> _ENTRIES SUPPLIED_
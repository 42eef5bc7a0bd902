use clap::Parser;

use super::cli_config::ConfigArgs;
use crate::resource::ResourceSync;

/// Only fetch the missing blobs of the current version.
#[derive(Parser, Debug)]
pub struct Args {
    #[clap(flatten)]
    pub config: ConfigArgs,
}

pub async fn execute(args: Args) -> miette::Result<()> {
    let config = args.config.load()?;
    let sync = ResourceSync::new(config)?;
    for server in sync.config().servers() {
        let version = sync.resolve_version(server).await?;
        let fetched = sync.download_files(server, &version).await?;
        tracing::info!("Fetched {fetched} blobs for {server}");
    }
    Ok(())
}
//! Decryption of encrypted game data payloads.
//!
//! An encrypted payload starts with 16 bytes that, xor-ed with the iv mask,
//! give the CBC initialization vector. The ciphertext follows directly. The
//! key is used as is, its length selects AES-128, AES-192 or AES-256.

use aes::{Aes128, Aes192, Aes256};
use cbc::cipher::{BlockDecryptMut, KeyIvInit, block_padding::Pkcs7};
use thiserror::Error;

const IV_LEN: usize = 16;

#[derive(Debug, Error, PartialEq, Eq)]
pub enum DecryptError {
    #[error("a key of {0} bytes is not a valid AES key")]
    InvalidKeyLength(usize),

    #[error("the iv mask must be at least {IV_LEN} bytes, got {0}")]
    ShortIvMask(usize),

    #[error("payload of {len} bytes is too short for an iv at offset {offset}")]
    Truncated { len: usize, offset: usize },

    #[error("invalid block padding")]
    Padding,
}

/// Decrypts `data[offset..]`.
pub fn decrypt(key: &str, iv_mask: &str, data: &[u8], offset: usize) -> Result<Vec<u8>, DecryptError> {
    let key = key.as_bytes();
    let iv_mask = iv_mask.as_bytes();
    if iv_mask.len() < IV_LEN {
        return Err(DecryptError::ShortIvMask(iv_mask.len()));
    }

    let payload = data
        .get(offset..)
        .filter(|payload| payload.len() >= IV_LEN)
        .ok_or(DecryptError::Truncated {
            len: data.len(),
            offset,
        })?;
    let (masked_iv, ciphertext) = payload.split_at(IV_LEN);

    let mut iv = [0u8; IV_LEN];
    for (i, byte) in iv.iter_mut().enumerate() {
        *byte = masked_iv[i] ^ iv_mask[i];
    }

    let invalid_key = |_| DecryptError::InvalidKeyLength(key.len());
    let plaintext = match key.len() {
        16 => cbc::Decryptor::<Aes128>::new_from_slices(key, &iv)
            .map_err(invalid_key)?
            .decrypt_padded_vec_mut::<Pkcs7>(ciphertext),
        24 => cbc::Decryptor::<Aes192>::new_from_slices(key, &iv)
            .map_err(invalid_key)?
            .decrypt_padded_vec_mut::<Pkcs7>(ciphertext),
        32 => cbc::Decryptor::<Aes256>::new_from_slices(key, &iv)
            .map_err(invalid_key)?
            .decrypt_padded_vec_mut::<Pkcs7>(ciphertext),
        len => return Err(DecryptError::InvalidKeyLength(len)),
    };

    plaintext.map_err(|_| DecryptError::Padding)
}

/// Like [`decrypt`], but a failure is logged and yields the input unchanged,
/// so a batch keeps going with best-effort output.
pub fn decrypt_or_original(
    key: &str,
    iv_mask: &str,
    data: Vec<u8>,
    offset: usize,
    label: &str,
) -> Vec<u8> {
    match decrypt(key, iv_mask, &data, offset) {
        Ok(plaintext) => plaintext,
        Err(e) => {
            tracing::error!("Failed to decrypt {label}: {e}");
            data
        }
    }
}
use clap::Parser;

use super::cli_config::ConfigArgs;
use crate::{asset::AssetBackend, resource::ResourceSync};

/// Download, unpack and extract the resources of every configured server.
#[derive(Parser, Debug)]
pub struct Args {
    #[clap(flatten)]
    pub config: ConfigArgs,
}

pub async fn execute(args: Args, backend: Option<AssetBackend>) -> miette::Result<()> {
    let config = args.config.load()?;
    let sync = ResourceSync::new(config)?.with_backend(backend);
    sync.sync().await?;
    Ok(())
}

> _TASK TO COMPLETE_
In this exercise, give every record above again exactly.

> _RESULT FOR THIS TASK_
repository 42eef5bc7a0bd902
use clap::Parser;

use super::cli_config::ConfigArgs;
use crate::resource::ResourceSync;

/// Only fetch the missing blobs of the current version.
#[derive(Parser, Debug)]
pub struct Args {
    #[clap(flatten)]
    pub config: ConfigArgs,
}

pub async fn execute(args: Args) -> miette::Result<()> {
    let config = args.config.load()?;
    let sync = ResourceSync::new(config)?;
    for server in sync.config().servers() {
        let version = sync.resolve_version(server).await?;
        let fetched = sync.download_files(server, &version).await?;
        tracing::info!("Fetched {fetched} blobs for {server}");
    }
    Ok(())
}
//! Decryption of encrypted game data payloads.
//!
//! An encrypted payload starts with 16 bytes that, xor-ed with the iv mask,
//! give the CBC initialization vector. The ciphertext follows directly. The
//! key is used as is, its length selects AES-128, AES-192 or AES-256.

use aes::{Aes128, Aes192, Aes256};
use cbc::cipher::{BlockDecryptMut, KeyIvInit, block_padding::Pkcs7};
use thiserror::Error;

const IV_LEN: usize = 16;

#[derive(Debug, Error, PartialEq, Eq)]
pub enum DecryptError {
    #[error("a key of {0} bytes is not a valid AES key")]
    InvalidKeyLength(usize),

    #[error("the iv mask must be at least {IV_LEN} bytes, got {0}")]
    ShortIvMask(usize),

    #[error("payload of {len} bytes is too short for an iv at offset {offset}")]
    Truncated { len: usize, offset: usize },

    #[error("invalid block padding")]
    Padding,
}

/// Decrypts `data[offset..]`.
pub fn decrypt(key: &str, iv_mask: &str, data: &[u8], offset: usize) -> Result<Vec<u8>, DecryptError> {
    let key = key.as_bytes();
    let iv_mask = iv_mask.as_bytes();
    if iv_mask.len() < IV_LEN {
        return Err(DecryptError::ShortIvMask(iv_mask.len()));
    }

    let payload = data
        .get(offset..)
        .filter(|payload| payload.len() >= IV_LEN)
        .ok_or(DecryptError::Truncated {
            len: data.len(),
            offset,
        })?;
    let (masked_iv, ciphertext) = payload.split_at(IV_LEN);

    let mut iv = [0u8; IV_LEN];
    for (i, byte) in iv.iter_mut().enumerate() {
        *byte = masked_iv[i] ^ iv_mask[i];
    }

    let invalid_key = |_| DecryptError::InvalidKeyLength(key.len());
    let plaintext = match key.len() {
        16 => cbc::Decryptor::<Aes128>::new_from_slices(key, &iv)
            .map_err(invalid_key)?
            .decrypt_padded_vec_mut::<Pkcs7>(ciphertext),
        24 => cbc::Decryptor::<Aes192>::new_from_slices(key, &iv)
            .map_err(invalid_key)?
            .decrypt_padded_vec_mut::<Pkcs7>(ciphertext),
        32 => cbc::Decryptor::<Aes256>::new_from_slices(key, &iv)
            .map_err(invalid_key)?
            .decrypt_padded_vec_mut::<Pkcs7>(ciphertext),
        len => return Err(DecryptError::InvalidKeyLength(len)),
    };

    plaintext.map_err(|_| DecryptError::Padding)
}

/// Like [`decrypt`], but a failure is logged and yields the input unchanged,
/// so a batch keeps going with best-effort output.
pub fn decrypt_or_original(
    key: &str,
    iv_mask: &str,
    data: Vec<u8>,
    offset: usize,
    label: &str,
) -> Vec<u8> {
    match decrypt(key, iv_mask, &data, offset) {
        Ok(plaintext) => plaintext,
        Err(e) => {
            tracing::error!("Failed to decrypt {label}: {e}");
            data
        }
    }
}
use clap::Parser;

use super::cli_config::ConfigArgs;
use crate::{asset::AssetBackend, resource::ResourceSync};

/// Download, unpack and extract the resources of every configured server.
#[derive(Parser, Debug)]
pub struct Args {
    #[clap(flatten)]
    pub config: ConfigArgs,
}

pub async fn execute(args: Args, backend: Option<AssetBackend>) -> miette::Result<()> {
    let config = args.config.load()?;
    let sync = ResourceSync::new(config)?.with_backend(backend);
    sync.sync().await?;
    Ok(())
}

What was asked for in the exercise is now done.